Scenarios R1 and R2 were created to investigate how the type of habitat lost affects species’ persistence. Here the assumption is that habitat loss is based on the distinctiveness, or rarity (hence the label R) of the habitat patch, and that the most common habitats are likely to be more vulnerable to development—for example under the policy recommendation from the biodiversity offsetting Green Paper (Defra 2013). For scenario R1, we created a measure of national rarity by calculating the total coverage of each habitat class in the UK from the LCM 2007 data (Table S1a) and applying a value from 1 to 10 for each of the ten habitat classes where 1 is the most common. We removed patches of each rarity class from the most to the least common habitat type until no more of that class remained (random order within rarity classes), we calculated the cumulative area, and created shape files containing the appropriate amount of habitat cover for each percentage class from the land cover mosaic. For scenario R2 a modified approach was taken to account for the fact that, locally, the habitat could be managed adaptively. Here, the rarity measure was calculated in the same way, but the LCM 2007 data were limited to the study site and, after each 10% loss of habitat, the rarity measure was recalculated to reflect the new composition of habitat types. The measure of local rarity for the present day is shown in Table S1b.

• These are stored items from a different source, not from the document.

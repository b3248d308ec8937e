//! Progress-callback trait for conversion events.
//!
//! Inject an [`Arc<dyn ConversionProgressCallback>`] via
//! [`crate::config::ConversionConfigBuilder::progress_callback`] to receive
//! events as a request moves through the pipeline: one start/complete pair per
//! conversion, one event per stage, and per-chunk events during speech
//! synthesis.
//!
//! # Example
//!
//! ```rust
//! use braillebridge::{ConversionConfig, ConversionProgressCallback};
//! use std::sync::{Arc, atomic::{AtomicUsize, Ordering}};
//!
//! struct ChunkCounter {
//!     done: AtomicUsize,
//! }
//!
//! impl ConversionProgressCallback for ChunkCounter {
//!     fn on_chunk_complete(&self, index: usize, total: usize, audio_len: usize) {
//!         let n = self.done.fetch_add(1, Ordering::SeqCst) + 1;
//!         eprintln!("chunk {} ({}/{}) → {} bytes", index, n, total, audio_len);
//!     }
//! }
//!
//! let config = ConversionConfig::builder()
//!     .progress_callback(Arc::new(ChunkCounter { done: AtomicUsize::new(0) }))
//!     .build()
//!     .unwrap();
//! ```

use crate::model::ArtifactKind;
use std::fmt;
use std::sync::Arc;

/// Pipeline stage reported through [`ConversionProgressCallback::on_stage`].
#[derive(Debug, Clone, Copy, PartialEq, Eq)]
pub enum Stage {
    Fetch,
    Extract,
    Translate,
    Synthesize,
    Store,
}

impl fmt::Display for Stage {
    fn fmt(&self, f: &mut fmt::Formatter<'_>) -> fmt::Result {
        let s = match self {
            Stage::Fetch => "fetching source",
            Stage::Extract => "extracting text",
            Stage::Translate => "translating to Braille",
            Stage::Synthesize => "synthesizing speech",
            Stage::Store => "storing artifact",
        };
        f.write_str(s)
    }
}

/// Called by the pipeline as a conversion progresses.
///
/// Implementations must be `Send + Sync`: chunk events fire from concurrent
/// tasks. All methods default to no-ops.
pub trait ConversionProgressCallback: Send + Sync {
    /// Called once when a conversion request starts.
    fn on_conversion_start(&self, document_id: &str, kind: ArtifactKind) {
        let _ = (document_id, kind);
    }

    /// Called when the request enters a new stage.
    fn on_stage(&self, stage: Stage) {
        let _ = stage;
    }

    /// Called just before a chunk is sent to the speech provider.
    ///
    /// `index` is 0-based; `total` is the number of chunks.
    fn on_chunk_start(&self, index: usize, total: usize) {
        let _ = (index, total);
    }

    /// Called when a chunk's audio has been received.
    fn on_chunk_complete(&self, index: usize, total: usize, audio_len: usize) {
        let _ = (index, total, audio_len);
    }

    /// Called when a chunk fails. The conversion fails with it.
    fn on_chunk_error(&self, index: usize, total: usize, error: &str) {
        let _ = (index, total, error);
    }

    /// Called once after the artifact is linked to its document.
    fn on_conversion_complete(&self, document_id: &str, kind: ArtifactKind) {
        let _ = (document_id, kind);
    }
}

/// A no-op implementation for callers that don't need progress events.
pub struct NoopProgressCallback;

impl ConversionProgressCallback for NoopProgressCallback {}

/// Convenience alias matching the type stored in [`crate::config::ConversionConfig`].
pub type ProgressCallback = Arc<dyn ConversionProgressCallback>;

#[cfg(test)]
mod tests {
    use super::*;
    use std::sync::atomic::{AtomicUsize, Ordering};
    use std::sync::Mutex;

    #[derive(Default)]
    struct TrackingCallback {
        chunk_starts: AtomicUsize,
        chunk_completes: AtomicUsize,
        chunk_errors: AtomicUsize,
        stages: Mutex<Vec<Stage>>,
    }

    impl ConversionProgressCallback for TrackingCallback {
        fn on_stage(&self, stage: Stage) {
            self.stages.lock().unwrap().push(stage);
        }

        fn on_chunk_start(&self, _index: usize, _total: usize) {
            self.chunk_starts.fetch_add(1, Ordering::SeqCst);
        }

        fn on_chunk_complete(&self, _index: usize, _total: usize, _audio_len: usize) {
            self.chunk_completes.fetch_add(1, Ordering::SeqCst);
        }

        fn on_chunk_error(&self, _index: usize, _total: usize, _error: &str) {
            self.chunk_errors.fetch_add(1, Ordering::SeqCst);
        }
    }

    #[test]
    fn noop_callback_does_not_panic() {
        let cb = NoopProgressCallback;
        cb.on_conversion_start("doc", ArtifactKind::Speech);
        cb.on_stage(Stage::Fetch);
        cb.on_chunk_start(0, 2);
        cb.on_chunk_complete(0, 2, 4096);
        cb.on_chunk_error(1, 2, "HTTP 500");
        cb.on_conversion_complete("doc", ArtifactKind::Speech);
    }

    #[test]
    fn tracking_callback_receives_events() {
        let tracker = TrackingCallback::default();

        tracker.on_stage(Stage::Extract);
        tracker.on_stage(Stage::Synthesize);
        tracker.on_chunk_start(0, 2);
        tracker.on_chunk_complete(0, 2, 100);
        tracker.on_chunk_start(1, 2);
        tracker.on_chunk_error(1, 2, "timeout");

        assert_eq!(tracker.chunk_starts.load(Ordering::SeqCst), 2);
        assert_eq!(tracker.chunk_completes.load(Ordering::SeqCst), 1);
        assert_eq!(tracker.chunk_errors.load(Ordering::SeqCst), 1);
        assert_eq!(
            *tracker.stages.lock().unwrap(),
            vec![Stage::Extract, Stage::Synthesize]
        );
    }

    #[test]
    fn stage_display() {
        assert_eq!(Stage::Translate.to_string(), "translating to Braille");
    }
}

Scenario group C is based on the idea that development acts as a contagion in the land cover mosaic and that habitat destruction tends to be spatially clustered. We based the new developments on those proposed for Nottingham City in the current Local Plan. We obtained maps of the proposed Nottingham Local Plan from Nottingham City Council (2005a, b). We imported these maps into ArcMap 10.0, georeferenced to match the LCM 2007 data, and created a new ‘developments’ layer by digitising all proposed development sites. The attribute table for the shape file was ordered by distance to the nearest development, and a cumulative area of patches calculated. For each of the nine percentage classes, we removed the appropriate amount of habitat.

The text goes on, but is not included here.